Two weeks ago, a California federal court dismissed another case involving claims arising from loot boxes. The named plaintiff, Peter Mai, asserted that loot boxes present in Supercell Oy’s Brawl Stars and Clash Royale games constituted illegal “slot machines or devices” under California state law and, as such, violated California’s Unfair Competition Law (UCL) and California’s Consumer Legal Remedies Act (CLRA). The UCL defines “unfair competition” as “any unlawful, unfair or fraudulent business act or practice and unfair, deceptive, untrue or misleading advertising,” while the CLRA protects consumers against “unfair or deceptive acts or practices undertaken by any person in a transaction intended to result or that results in the sale or lease of goods or services to any consumer that are unlawful.”

The court first analyzed whether Mai had standing to bring a claim under the UCL. To assert any claim in federal court, the plaintiff must first satisfy constitutional standing, which requires a showing of an injury in fact, causation, and redressability. The court determined that Mai lacked standing with regard to Brawl Stars because Mai could not show an injury in fact. There was no evidence that Mai had ever played the game or interacted with the game’s loot boxes. With regard to Clash Royale, although Mai had played the game, he still had to prove an injury in fact under both the UCL and CLRA. UCL and CLRA standing require that the plaintiff suffer an economic injury. Here, the court held that there was no economic injury to Mai because Mai received value for his purchase: he exchanged real-world currency for in-game currency (“gems”) and used the gems to purchase loot boxes.

Despite the court dismissing both of Mai’s claims for lack of standing, it still discussed Supercell Oy’s motion to dismiss for failure to state a claim. The core of Mai’s argument was that loot boxes are illegal slot machines under the California Penal Code (CPC). However, CPC Section 330b(d) defines “slot machines and devices” as a machine, apparatus or device that “as a result of any piece of money or coin or other object, and by reason of any element of hazard or chance…the user may receive or become entitled to a thing of value which may be exchanged for any money, credit, allowance, or thing of value.”

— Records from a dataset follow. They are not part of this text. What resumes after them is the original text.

//! Encoding and decoding helpers between Rust domain types and the plain-text
//! representations stored in SQLite columns.
//!
//! Timestamps are stored as RFC 3339 strings, calendar dates as
//! `YYYY-MM-DD`, and enums as their display strings.

use boardroom_core::{
  change::{ChangeEvent, ChangeType, HistoricalDirectorRecord},
  identity::{Identity, IdentityKind},
};
use chrono::{DateTime, NaiveDate, Utc};

use crate::{Error, Result};

// ─── DateTime<Utc> ───────────────────────────────────────────────────────────

pub fn encode_dt(dt: DateTime<Utc>) -> String { dt.to_rfc3339() }

pub fn decode_dt(s: &str) -> Result<DateTime<Utc>> {
  DateTime::parse_from_rfc3339(s)
    .map(|dt| dt.with_timezone(&Utc))
    .map_err(|e| Error::Decode(format!("timestamp {s:?}: {e}")))
}

// ─── NaiveDate ───────────────────────────────────────────────────────────────

const DATE_FORMAT: &str = "%Y-%m-%d";

pub fn encode_date(d: Option<NaiveDate>) -> Option<String> {
  d.map(|d| d.format(DATE_FORMAT).to_string())
}

pub fn decode_date(s: Option<String>) -> Result<Option<NaiveDate>> {
  s.map(|s| {
    NaiveDate::parse_from_str(&s, DATE_FORMAT)
      .map_err(|e| Error::Decode(format!("date {s:?}: {e}")))
  })
  .transpose()
}

// ─── Enums ───────────────────────────────────────────────────────────────────

pub fn decode_kind(s: &str) -> Result<IdentityKind> {
  s.parse()
    .map_err(|_| Error::Decode(format!("unknown identity kind: {s:?}")))
}

pub fn decode_change_type(s: &str) -> Result<ChangeType> {
  s.parse()
    .map_err(|_| Error::Decode(format!("unknown change type: {s:?}")))
}

// ─── Row types ───────────────────────────────────────────────────────────────

/// Column list matching [`RawIdentity::from_row`].
pub const IDENTITY_COLUMNS: &str = "secondary_id, primary_id, kind, display_name, canonical_name,
  alias_name, salutation, affiliation_code, birth_year, gender, nationality,
  created_at, updated_at";

/// Values read directly from an `identities` row.
pub struct RawIdentity {
  pub secondary_id:     i64,
  pub primary_id:       Option<i64>,
  pub kind:             String,
  pub display_name:     String,
  pub canonical_name:   String,
  pub alias_name:       Option<String>,
  pub salutation:       Option<String>,
  pub affiliation_code: Option<String>,
  pub birth_year:       Option<i32>,
  pub gender:           Option<String>,
  pub nationality:      Option<String>,
  pub created_at:       String,
  pub updated_at:       String,
}

impl RawIdentity {
  pub fn from_row(row: &rusqlite::Row<'_>) -> rusqlite::Result<Self> {
    Ok(Self {
      secondary_id:     row.get(0)?,
      primary_id:       row.get(1)?,
      kind:             row.get(2)?,
      display_name:     row.get(3)?,
      canonical_name:   row.get(4)?,
      alias_name:       row.get(5)?,
      salutation:       row.get(6)?,
      affiliation_code: row.get(7)?,
      birth_year:       row.get(8)?,
      gender:           row.get(9)?,
      nationality:      row.get(10)?,
      created_at:       row.get(11)?,
      updated_at:       row.get(12)?,
    })
  }

  pub fn into_identity(self) -> Result<Identity> {
    Ok(Identity {
      secondary_id:     self.secondary_id,
      primary_id:       self.primary_id,
      kind:             decode_kind(&self.kind)?,
      display_name:     self.display_name,
      canonical_name:   self.canonical_name,
      alias_name:       self.alias_name,
      salutation:       self.salutation,
      affiliation_code: self.affiliation_code,
      birth_year:       self.birth_year,
      gender:           self.gender,
      nationality:      self.nationality,
      created_at:       decode_dt(&self.created_at)?,
      updated_at:       decode_dt(&self.updated_at)?,
    })
  }
}

/// Column list matching [`RawChangeEvent::from_row`].
pub const EVENT_COLUMNS: &str = "source_id, company_name, affiliation_code, person_name,
  person_title, person_birth_year, gender, nationality, date_announced,
  date_of_change, designation, previous_position, remarks, directorate,
  change_type, related_identity";

/// Values read directly from a `change_events` row.
pub struct RawChangeEvent {
  pub source_id:         Option<i64>,
  pub company_name:      Option<String>,
  pub affiliation_code:  Option<String>,
  pub person_name:       String,
  pub person_title:      Option<String>,
  pub person_birth_year: Option<i32>,
  pub gender:            Option<String>,
  pub nationality:       Option<String>,
  pub date_announced:    Option<String>,
  pub date_of_change:    Option<String>,
  pub designation:       Option<String>,
  pub previous_position: Option<String>,
  pub remarks:           Option<String>,
  pub directorate:       Option<String>,
  pub change_type:       String,
  pub related_identity:  Option<i64>,
}

impl RawChangeEvent {
  pub fn from_row(row: &rusqlite::Row<'_>) -> rusqlite::Result<Self> {
    Ok(Self {
      source_id:         row.get(0)?,
      company_name:      row.get(1)?,
      affiliation_code:  row.get(2)?,
      person_name:       row.get(3)?,
      person_title:      row.get(4)?,
      person_birth_year: row.get(5)?,
      gender:            row.get(6)?,
      nationality:       row.get(7)?,
      date_announced:    row.get(8)?,
      date_of_change:    row.get(9)?,
      designation:       row.get(10)?,
      previous_position: row.get(11)?,
      remarks:           row.get(12)?,
      directorate:       row.get(13)?,
      change_type:       row.get(14)?,
      related_identity:  row.get(15)?,
    })
  }

  pub fn into_event(self) -> Result<ChangeEvent> {
    Ok(ChangeEvent {
      source_id:         self.source_id,
      company_name:      self.company_name,
      affiliation_code:  self.affiliation_code,
      person_name:       self.person_name,
      person_title:      self.person_title,
      person_birth_year: self.person_birth_year,
      gender:            self.gender,
      nationality:       self.nationality,
      date_announced:    decode_date(self.date_announced)?,
      date_of_change:    decode_date(self.date_of_change)?,
      designation:       self.designation,
      previous_position: self.previous_position,
      remarks:           self.remarks,
      directorate:       self.directorate,
      change_type:       decode_change_type(&self.change_type)?,
      related_identity:  self.related_identity,
    })
  }
}

/// Values read directly from a `historical_directors` row.
pub struct RawHistorical {
  pub affiliation_code: Option<String>,
  pub company_name:     Option<String>,
  pub title:            Option<String>,
  pub director_name:    String,
  pub appointment_date: Option<String>,
  pub resignation_date: Option<String>,
  pub designation:      Option<String>,
  pub birth_date:       Option<String>,
  pub gender:           Option<String>,
  pub nationality:      Option<String>,
}

impl RawHistorical {
  pub fn from_row(row: &rusqlite::Row<'_>) -> rusqlite::Result<Self> {
    Ok(Self {
      affiliation_code: row.get(0)?,
      company_name:     row.get(1)?,
      title:            row.get(2)?,
      director_name:    row.get(3)?,
      appointment_date: row.get(4)?,
      resignation_date: row.get(5)?,
      designation:      row.get(6)?,
      birth_date:       row.get(7)?,
      gender:           row.get(8)?,
      nationality:      row.get(9)?,
    })
  }

  pub fn into_record(self) -> Result<HistoricalDirectorRecord> {
    Ok(HistoricalDirectorRecord {
      affiliation_code: self.affiliation_code,
      company_name:     self.company_name,
      title:            self.title,
      director_name:    self.director_name,
      appointment_date: decode_date(self.appointment_date)?,
      resignation_date: decode_date(self.resignation_date)?,
      designation:      self.designation,
      birth_date:       decode_date(self.birth_date)?,
      gender:           self.gender,
      nationality:      self.nationality,
    })
  }
}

There is an exception for pinball, amusement machines or devices, and other “games of skill” in CPC Section 330b(f). The court found that the games at issue are not slot machines because they are predominantly games of skill. In addition, because the games at issue must be downloaded in order to play, they are also not “machines, apparatuses, or devices” under section 330. Finally, the court found that neither the loot boxes nor the items obtained from them are things of value, because they can only be used in-game and cannot be cashed out.

Mai v. Supercell Oy, No. 5:20-cv-05573-EJD (N.D. Cal. Sep. 20, 2021).